Among the entries, find the lines with the string "Duration" and report them.

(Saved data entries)
—————

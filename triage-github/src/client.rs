//! GitHub GraphQL API client

use std::time::Duration;

use tracing::info;
use triage_core::GitHubConfig;

use crate::{Error, Result};

/// GitHub GraphQL client for project board operations
pub struct GitHubClient {
    http: reqwest::Client,
    api_url: String,
    token: String,
    timeout: Duration,
}

impl GitHubClient {
    /// Create a new client authenticated with `token`
    ///
    /// Every request is bounded by the configured timeout.
    pub fn new(token: impl Into<String>, config: &GitHubConfig) -> Result<Self> {
        let http = reqwest::Client::builder()
            .timeout(config.timeout)
            .user_agent(concat!("triage/", env!("CARGO_PKG_VERSION")))
            .build()?;

        info!(api_url = %config.api_url, timeout = ?config.timeout, "Created GitHub client");

        Ok(Self {
            http,
            api_url: config.api_url.clone(),
            token: token.into(),
            timeout: config.timeout,
        })
    }

    /// GraphQL endpoint this client talks to
    pub fn api_url(&self) -> &str {
        &self.api_url
    }

    pub(crate) fn http(&self) -> &reqwest::Client {
        &self.http
    }

    pub(crate) fn token(&self) -> &str {
        &self.token
    }

    /// Classify a transport error, surfacing timeouts distinctly
    pub(crate) fn transport_error(&self, err: reqwest::Error) -> Error {
        if err.is_timeout() {
            Error::Timeout(self.timeout.as_secs())
        } else {
            Error::Http(err)
        }
    }
}

impl std::fmt::Debug for GitHubClient {
    fn fmt(&self, f: &mut std::fmt::Formatter<'_>) -> std::fmt::Result {
        f.debug_struct("GitHubClient")
            .field("api_url", &self.api_url)
            .field("timeout", &self.timeout)
            .finish_non_exhaustive()
    }
}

—————

**RESULT OF THIS EXERCISE:**
use std::time::Duration;
    timeout: Duration,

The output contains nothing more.